Having learned from its multiple failed attempts at establishing a foothold in digital TV, Google radically changed its approach this time around. As a result, Chromecast is much more than just another “geeky” gadget. Instead of pushing a powerful, and complicated set top box (like the old Google TV), they kept it simple — and that’s why this is a game changer for digital TV.
Google’s Chromecast is brilliant in three ways:
It turns connecting your TV to the Internet from an investment into an impulse buy. There are of course already plenty of ways to watch online video on your TV, but most — like Apple TV or Roku — cost around $100. That’s not a huge amount of money, but many consumers will give it some thought.
On the other hand, Chromecast is affordable: For the price of two movie tickets and popcorn you can stream YouTube, Netflix and Pandora to your big screen TV. What’s not to like? Removing all obstacles to get people to connect their TVs is a huge step forward for the industry. At this price point, consumers can afford to buy Chromecasts for every TV in their home.
It leverages existing apps on the most popular platforms — no need to learn anything new, no need to develop a new platform. If you own an iOS, Android device, Mac or PC — that describes about 99.5% of Internet users, then you can stream video to Chromecast immediately, from apps you already have. Most people now use mobile devices or laptops while watching TV anyway, so there’s no need to change your habits.
Developers will like this approach, too. They won’t have to develop for yet another platform, but instead can use Google’s SDK to quickly add Chromecast capabilities to their existing apps.
It’s personal, social, and perfect for YouTube. One of the fun things about Chromecast is that everyone in the same WiFi network can stream to it, and everyone can feed the same queue — from their favorites, subscriptions or just-in-time searches. You can have collaborative YouTube viewing sessions where everybody lines up their favorite clips from their phones. It’s like a jukebox for YouTube videos. That’s a fascinating new way to use a TV.

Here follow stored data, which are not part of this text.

// ==========================================
// 数据泵 - 费用与优惠工作表
// ==========================================
// Fees / Concessions
// 费用之间的关联（附加费用、相关费用）指向同一张表
// ==========================================

use crate::schema::constants::{sheet_names, tables, PROPERTY_ID_FIELD};
use crate::schema::sheets::leasing::LEASE_STATES;
use crate::schema::types::{
    ColumnSpec, CustomCheckKind, FieldRule, PrerequisiteSpec, PropertyScope, RowRule, SheetSchema,
    TimezoneSource,
};

pub const FEE_TYPES: [&str; 8] = [
    "application",
    "waiverApplication",
    "deposit",
    "inventoryGroup",
    "leaseBreak",
    "penalty",
    "service",
    "holdDeposit",
];

pub const QUOTE_SECTIONS: [&str; 10] = [
    "application",
    "inventory",
    "parking",
    "service",
    "deposit",
    "appliance",
    "pet",
    "penalty",
    "storage",
    "utility",
];

pub const SERVICE_PERIODS: [&str; 5] = ["oneTime", "month", "week", "day", "hour"];
pub const FLOOR_CEILING: [&str; 2] = ["floor", "ceiling"];
pub const NON_RECURRING_APPLIED_AT: [&str; 3] = ["first", "last", "firstFull"];
pub const CONCESSION_LEASE_STATES: [&str; 3] = ["new", "renewal", "month-to-month"];

fn property_column() -> ColumnSpec {
    ColumnSpec::text("property")
        .required()
        .references(PrerequisiteSpec::new(
            "property",
            tables::PROPERTY,
            "name",
            PROPERTY_ID_FIELD,
        ))
}

/// 同一物业内的费用引用（多值）
fn fee_list(header: &'static str, injected_id_field: &'static str) -> PrerequisiteSpec {
    PrerequisiteSpec::new(header, tables::FEE, "name", injected_id_field)
        .multi()
        .scoped(PROPERTY_ID_FIELD, PROPERTY_ID_FIELD)
}

fn external_account_columns() -> Vec<ColumnSpec> {
    [
        "externalChargeCode",
        "externalChargeAccount",
        "externalChargeAccrualAccount",
        "externalChargeNotes",
        "externalChargeRef",
        "externalReceiptAccount",
        "externalReceiptAccrualAccount",
        "externalReceiptOffset",
        "externalReceiptNotes",
        "externalReceiptRef",
        "externalWaiverAccount",
        "externalWaiverAccrualAccount",
        "externalWaiverOffset",
        "externalWaiverNotes",
        "externalWaiverRef",
    ]
    .into_iter()
    .map(ColumnSpec::text)
    .collect()
}

pub fn fees() -> SheetSchema {
    let mut columns = vec![
        ColumnSpec::text("name").required(),
        property_column(),
        ColumnSpec::text("displayName").required(),
        ColumnSpec::text("description"),
        ColumnSpec::text("feeType").required().one_of(&FEE_TYPES),
        ColumnSpec::boolean("renewalLetterDisplayFlag").db_field("renewalLetterDisplay"),
        ColumnSpec::text("quoteSectionName").one_of(&QUOTE_SECTIONS),
        ColumnSpec::number("maxQuantityInQuote").rule(FieldRule::PositiveInteger),
        ColumnSpec::array("additionalFees").references(fee_list("additionalFees", "additionalFeeIds")),
        ColumnSpec::array("relatedFees").references(fee_list("relatedFees", "relatedFeeIds")),
        ColumnSpec::text("servicePeriod").one_of(&SERVICE_PERIODS),
        ColumnSpec::boolean("variableAdjustmentFlag").db_field("variableAdjustment"),
        ColumnSpec::boolean("estimatedFlag").db_field("estimated"),
        ColumnSpec::number("relativePrice").rule(FieldRule::PositiveDecimal),
        ColumnSpec::number("absolutePrice").rule(FieldRule::PositiveDecimal),
        ColumnSpec::number("relativeDefaultPrice").rule(FieldRule::PositiveDecimal),
        ColumnSpec::number("absoluteDefaultPrice").rule(FieldRule::PositiveDecimal),
        ColumnSpec::text("priceFloorCeiling").one_of(&FLOOR_CEILING),
        ColumnSpec::boolean("depositInterestFlag").db_field("depositInterest"),
        ColumnSpec::boolean("quotePaymentScheduleFlag").db_field("quotePaymentSchedule"),
        ColumnSpec::text("leaseState").one_of(&LEASE_STATES),
    ];
    columns.extend(external_account_columns());
    columns.push(ColumnSpec::text("marketingQuestionName"));

    SheetSchema::builder(sheet_names::FEES, tables::FEE)
        .columns(columns)
        .natural_key(&["name", PROPERTY_ID_FIELD])
        .export_order(&[PROPERTY_ID_FIELD, "name"])
        .property_scope(PropertyScope::Id(PROPERTY_ID_FIELD))
        .custom(CustomCheckKind::FeeTypeRules)
        .build()
}

pub fn concessions() -> SheetSchema {
    SheetSchema::builder(sheet_names::CONCESSIONS, tables::CONCESSION)
        .columns(vec![
            ColumnSpec::text("name").required(),
            property_column(),
            ColumnSpec::text("displayName"),
            ColumnSpec::array("appliedToFees")
                .required()
                .references(fee_list("appliedToFees", "appliedToFeeIds")),
            ColumnSpec::number("relativeAdjustment"),
            ColumnSpec::number("absoluteAdjustment"),
            ColumnSpec::number("relativeDefaultAdjustment"),
            ColumnSpec::number("absoluteDefaultAdjustment"),
            ColumnSpec::text("adjustmentFloorCeiling").one_of(&FLOOR_CEILING),
            ColumnSpec::boolean("variableAdjustmentFlag").db_field("variableAdjustment"),
            ColumnSpec::boolean("optionalFlag").db_field("optional"),
            ColumnSpec::boolean("excludeFromRentFlag").db_field("excludeFromRent"),
            ColumnSpec::boolean("hideInSelfServiceFlag").db_field("hideInSelfService"),
            ColumnSpec::boolean("recurringFlag").db_field("recurring"),
            ColumnSpec::number("recurringCount")
                .rule(FieldRule::Integer)
                .rule(FieldRule::MinValue(1.0)),
            ColumnSpec::text("nonRecurringAppliedAt").one_of(&NON_RECURRING_APPLIED_AT),
            ColumnSpec::text("leaseState").one_of(&CONCESSION_LEASE_STATES),
            ColumnSpec::array("leaseNames"),
            ColumnSpec::text("minLeaseLength").rule(FieldRule::NumericArray),
            ColumnSpec::text("maxLeaseLength").rule(FieldRule::NumericArray),
            ColumnSpec::array("layouts"),
            ColumnSpec::text("buildings"),
            ColumnSpec::array("amenities"),
            ColumnSpec::date("startDate"),
            ColumnSpec::date("endDate"),
            ColumnSpec::number("account").rule(FieldRule::PositiveInteger),
            ColumnSpec::number("subAccount").rule(FieldRule::Integer),
            ColumnSpec::boolean("taxableFlag").db_field("taxable"),
            ColumnSpec::text("externalChargeCode"),
            ColumnSpec::boolean("bakedIntoAppliedFeeFlag").db_field("bakedIntoAppliedFee"),
        ])
        .row_rule(RowRule::AtLeastOneNotEmpty(vec![
            "relativeAdjustment",
            "absoluteAdjustment",
        ]))
        .natural_key(&["name", PROPERTY_ID_FIELD])
        .export_order(&[PROPERTY_ID_FIELD, "name"])
        .timezone(TimezoneSource::ViaProperty(PROPERTY_ID_FIELD))
        .property_scope(PropertyScope::Id(PROPERTY_ID_FIELD))
        .build()
}
// ==========================================
// 数据泵 - 配置层
// ==========================================
// 职责: 运行参数管理（并发、期限、默认时区）
// 存储: config_kv 表
// ==========================================

pub mod config_manager;
pub mod data_pump_config_trait;

// 重导出核心配置管理器
pub use config_manager::{config_keys, ConfigManager};
pub use data_pump_config_trait::{ConfigError, DataPumpConfig, DataPumpConfigReader};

Watching YouTube videos on an Apple TV is a pretty awful experience. Additionally, a physical TV-style remote control is simply not designed to navigate large content collections very efficiently. Streaming from your iPhone to the TV using Apple’s AirPlay is nice, but it blocks your mobile device while you stream. Chromecast solves both these problems by using the power of rich UIs on connected devices and by streaming fully in the background. You can continue to do interesting things on your phone or tablet, such as sharing the videos you’re watching on social networks.
This has the potential to take YouTube on TV to an entirely new level. Needless to say, there is tons of great content on YouTube, but watching them in lean-back mode on a big screen has always been a pain. Chromecast changes this quite radically.
Bonus point: Google will soon sit on a ton of data about TV viewing habits. Targeted ads will follow.
Google’s DNA is still fundamentally that of an advertising company. It knows what you are searching for, and it can show you the right ad at the right time. YouTube creators and advertisers will like this.
But Google has struggled to apply the same principle to TV. TV viewing habits are currently difficult to measure, but Chromecast could change that. If the device goes mainstream (and its initial success suggests that it might), Google could soon know more about the TV viewing habits of individual users than anybody else. Sorry, Nielsen.